Gay has toyed with other calculations. When two players collide helmet to helmet - only sometimes against the rules - he estimates it's akin to having a 16-pound bowling ball dropped on the head from a height of 12 feet.

Even the noncontact forces on the field are breathtaking when Gay puts them in kinetic-mathematical context. Gay once calculated the force with which a great NFL runner-receiver makes a lateral cut. It's one of the most transfixingly elegant moves on the field - "They almost teleport," Gay says admiringly - and he wanted to measure it. There are two forces being exerted when player hard-plants his foot - that of the body, and that of the turf. "The ground obeys Newton's Third Law and pushes back on him with the same force," Gay says. "About 800 pounds of force shoot through his ankle and his foot."

And then there is the torque of a face mask penalty in the NFL, which he frames with an especially vivid comparison. "It's about the same as if you stuck your neck in an industrial washing machine at full speed," he says.

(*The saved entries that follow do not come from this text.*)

//! The credential store: user identities with hashed passwords and roles.
//!
//! Identities are created at signup and mutated only through admin-privileged
//! update/delete. Email uniqueness is enforced on the normalised address.
//! The password hash never leaves this crate in an API-facing shape; the REST
//! layer builds its own public view.

use crate::config::CoreConfig;
use crate::constants::{USERS_DIR_NAME, USER_FILE_NAME};
use crate::password;
use crate::repositories::{read_record, record_dir, scan_records, write_record};
use crate::role::Role;
use crate::types::{EmailAddress, NonEmptyText};
use crate::{CoreError, CoreResult};
use chrono::{DateTime, Utc};
use serde::{Deserialize, Serialize};
use std::fs;
use std::path::PathBuf;
use std::sync::Arc;
use uuid::Uuid;

/// A stored user identity.
#[derive(Clone, Debug, Serialize, Deserialize)]
pub struct Identity {
    pub id: Uuid,
    pub username: NonEmptyText,
    pub email: EmailAddress,
    /// Argon2id hash in PHC string format. Never the raw password.
    pub password_hash: String,
    pub role: Role,
    pub created_at: DateTime<Utc>,
}

/// Service for credential-store operations.
#[derive(Clone, Debug)]
pub struct UserService {
    cfg: Arc<CoreConfig>,
}

impl UserService {
    pub fn new(cfg: Arc<CoreConfig>) -> Self {
        Self { cfg }
    }

    fn users_dir(&self) -> PathBuf {
        self.cfg.data_dir().join(USERS_DIR_NAME)
    }

    fn record_path(&self, id: Uuid) -> PathBuf {
        record_dir(&self.users_dir(), id).join(USER_FILE_NAME)
    }

    /// Creates a new identity with a freshly hashed password.
    ///
    /// The role is fixed here: there is no self-service path to change it
    /// later, only the admin-privileged [`update`](Self::update).
    ///
    /// # Errors
    ///
    /// Returns `CoreError::InvalidInput` for an empty password,
    /// `CoreError::DuplicateUser` when the email is already registered, and
    /// storage errors when the record cannot be written.
    pub fn create(
        &self,
        username: NonEmptyText,
        email: EmailAddress,
        raw_password: &str,
        role: Role,
    ) -> CoreResult<Identity> {
        if raw_password.trim().is_empty() {
            return Err(CoreError::InvalidInput("password cannot be empty".into()));
        }
        if self.find_by_email(&email)?.is_some() {
            return Err(CoreError::DuplicateUser);
        }

        let identity = Identity {
            id: Uuid::new_v4(),
            username,
            email,
            password_hash: password::hash_password(raw_password)?,
            role,
            created_at: Utc::now(),
        };

        write_record(&self.record_path(identity.id), &identity)?;
        Ok(identity)
    }

    /// Looks up an identity by id.
    ///
    /// # Errors
    ///
    /// Returns `CoreError::UserNotFound` when no record exists.
    pub fn find_by_id(&self, id: Uuid) -> CoreResult<Identity> {
        let path = self.record_path(id);
        if !path.is_file() {
            return Err(CoreError::UserNotFound);
        }
        read_record(&path)
    }

    /// Looks up an identity by normalised email, scanning the sharded store.
    pub fn find_by_email(&self, email: &EmailAddress) -> CoreResult<Option<Identity>> {
        Ok(self.list().into_iter().find(|user| &user.email == email))
    }

    /// Lists all identities. Unreadable records are warned and skipped.
    pub fn list(&self) -> Vec<Identity> {
        scan_records(&self.users_dir(), USER_FILE_NAME)
    }

    /// Applies an admin-privileged update to username and/or role.
    ///
    /// # Errors
    ///
    /// Returns `CoreError::UserNotFound` when no record exists.
    pub fn update(
        &self,
        id: Uuid,
        username: Option<NonEmptyText>,
        role: Option<Role>,
    ) -> CoreResult<Identity> {
        let mut identity = self.find_by_id(id)?;

        if let Some(username) = username {
            identity.username = username;
        }
        if let Some(role) = role {
            identity.role = role;
        }

        write_record(&self.record_path(id), &identity)?;
        Ok(identity)
    }

    /// Deletes an identity.
    ///
    /// Diagnosis records referencing the deleted user are left in place with
    /// a dangling `user_id`; readers treat the owner as absent.
    ///
    /// # Errors
    ///
    /// Returns `CoreError::UserNotFound` when no record exists.
    pub fn delete(&self, id: Uuid) -> CoreResult<()> {
        let dir = record_dir(&self.users_dir(), id);
        if !dir.join(USER_FILE_NAME).is_file() {
            return Err(CoreError::UserNotFound);
        }
        fs::remove_dir_all(&dir).map_err(CoreError::FileDelete)
    }
}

As you watch the playoffs, remember the most important physical statistic of all. This one any innumerate person can understand: The injury rate in the NFL is 100 percent. They all get hurt. Fully one in four of the league's retirees will need a joint replacement. They suffer arthritis at five times the rate of their peers. And they are four times as likely to suffer neurodegenerative diseases, such as Alzheimer's or ALS. Yet, the NFL's health insurance program lasts five years after retirement - if they qualify for it.

Enough with the souped-up graphics and caricatures, which portray NFLers as if they are metallic-skinned, armored, shapeshifting Transformers, iron-hides with replaceable parts. They are vulnerable bodies in extreme motion. And that should be drama enough for the viewer.